Applies function to the given 4-dimensional tensor by chucking it in 2 dimensions and processing each chunk separately.

Input data is split into chuck across last two dimension. If input data is represented as NCHW, chucking will occur in HW space. Size of chunks and overlap can be modified. Overlap tells how much chunks should overlap.

Overlapping regions will be interpolated linearly/bilinearly between chunks.

Note

Type of data in tensor data is expected to be float-point one (either float or double)

Parameters
  • data (torch.Tensor) – Input data to be processed by func.

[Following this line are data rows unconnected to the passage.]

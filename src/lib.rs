//! # edgequake-pdfscan
//!
//! Extract a barcode value and a reference number from PDF documents using
//! Vision Language Models (VLMs).
//!
//! Invoices, shipping labels and official letters print their identifiers in
//! every imaginable layout. Instead of template matching, this crate
//! rasterises each page into a PNG and asks a VLM to read the two fields,
//! then recovers them from the answer even when the model does not reply
//! with clean JSON.
//!
//! ## Pipeline Overview
//!
//! ```text
//! URL
//!  │
//!  ├─ 1. Fetch   validate the URL, download the PDF bytes
//!  ├─ 2. Render  one PNG per page via pdfium (spawn_blocking, temp files)
//!  ├─ 3. Encode  PNG → base64 image payload
//!  ├─ 4. VLM     a single call with every page, in page order
//!  ├─ 5. Parse   fenced JSON → bare JSON → text scan
//!  └─ 6. Clean   delete every page image, on every outcome
//! ```
//!
//! ## Quick Start
//!
//! ```rust,no_run
//! use edgequake_pdfscan::{analyze_document, AnalyzerConfig};
//!
//! #[tokio::main]
//! async fn main() -> Result<(), Box<dyn std::error::Error>> {
//!     // Provider auto-detected from OPENAI_API_KEY / ANTHROPIC_API_KEY / …
//!     let config = AnalyzerConfig::default();
//!     let fields = analyze_document("https://example.com/invoice.pdf", &config).await?;
//!     println!("barcode: {:?}", fields.barcode);
//!     println!("reference: {:?}", fields.reference_number);
//!     Ok(())
//! }
//! ```
//!
//! ## Feature Flags
//!
//! | Feature | Default | Description |
//! |---------|---------|-------------|
//! | `cli`   | on      | Enables the `pdfscan` HTTP server binary (clap + anyhow + tracing-subscriber) |

// ── Modules ──────────────────────────────────────────────────────────────

pub mod analyze;
pub mod config;
pub mod error;
pub mod output;
pub mod pipeline;
pub mod prompts;
pub mod server;

// ── Re-exports ───────────────────────────────────────────────────────────

pub use analyze::{analyze_document, resolve_provider, Analyzer};
pub use config::{AnalyzerConfig, AnalyzerConfigBuilder};
pub use error::{AnalyzeError, ErrorKind};
pub use output::{CleanupReport, ExtractedFields, PipelineResult, PipelineRun, Stage};
pub use pipeline::input::{DocumentFetcher, HttpFetcher, SourceDocument};
pub use pipeline::llm::{ExtractionRequest, ModelReply, ProviderModel, VisionModel};
pub use pipeline::render::{PageArtifact, PdfiumBackend, RasterBackend, RequestId};
//! Result types produced by the pipeline.

use crate::error::AnalyzeError;
use serde::{Deserialize, Serialize};
use std::fmt;

/// The two fields recovered from a document.
///
/// Both are independently optional: a document without a reference number
/// is a valid, successful outcome.
#[derive(Debug, Clone, Default, PartialEq, Eq, Serialize, Deserialize)]
pub struct ExtractedFields {
    pub barcode: Option<String>,
    #[serde(rename = "referenceNumber")]
    pub reference_number: Option<String>,
}

impl ExtractedFields {
    /// True when neither field was found.
    pub fn is_empty(&self) -> bool {
        self.barcode.is_none() && self.reference_number.is_none()
    }
}

/// Outcome of one `analyze_document` call.
pub type PipelineResult = Result<ExtractedFields, AnalyzeError>;

/// Pipeline stages, in execution order.
#[derive(Debug, Clone, Copy, PartialEq, Eq)]
pub enum Stage {
    Idle,
    Fetching,
    Rasterizing,
    Extracting,
    Parsing,
    Cleaning,
    Done,
}

impl fmt::Display for Stage {
    fn fmt(&self, f: &mut fmt::Formatter<'_>) -> fmt::Result {
        let name = match self {
            Stage::Idle => "idle",
            Stage::Fetching => "fetching",
            Stage::Rasterizing => "rasterizing",
            Stage::Extracting => "extracting",
            Stage::Parsing => "parsing",
            Stage::Cleaning => "cleaning",
            Stage::Done => "done",
        };
        f.write_str(name)
    }
}

/// What the artifact janitor did for one request.
#[derive(Debug, Clone, Copy, Default, PartialEq, Eq)]
pub struct CleanupReport {
    /// Artifacts handed to the janitor.
    pub attempted: usize,
    /// Files actually deleted.
    pub removed: usize,
    /// Files that were already gone.
    pub already_missing: usize,
    /// Files whose removal failed for another reason.
    pub failed: usize,
}

/// A finished pipeline run: the result plus how it got there.
#[derive(Debug)]
pub struct PipelineRun {
    pub result: PipelineResult,
    /// The stage that failed, if any.
    pub failed_stage: Option<Stage>,
    pub cleanup: CleanupReport,
    pub duration_ms: u64,
}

  • func (Callable) – Function to be used on data

  • block_size (int) – Size of chunks

  • overlap (int) – Tells how much chunks should overlap

  • intermediate_as_double (bool) – Use double for intermidiate representation, improves accuracy

Returns

Result of the function func applied to input data

Return type

torch.Tensor or list[torch.Tensor]

Example

def f(x):
    assert x.shape[2] <= 64
    assert x.shape[3] <= 64
    return x * x + x * x

x = torch.ones(3, 3, 512, 512, dtype=torch.float32)
r = dlutils.block_process_2d(x, f, block_size=32, overlap=8)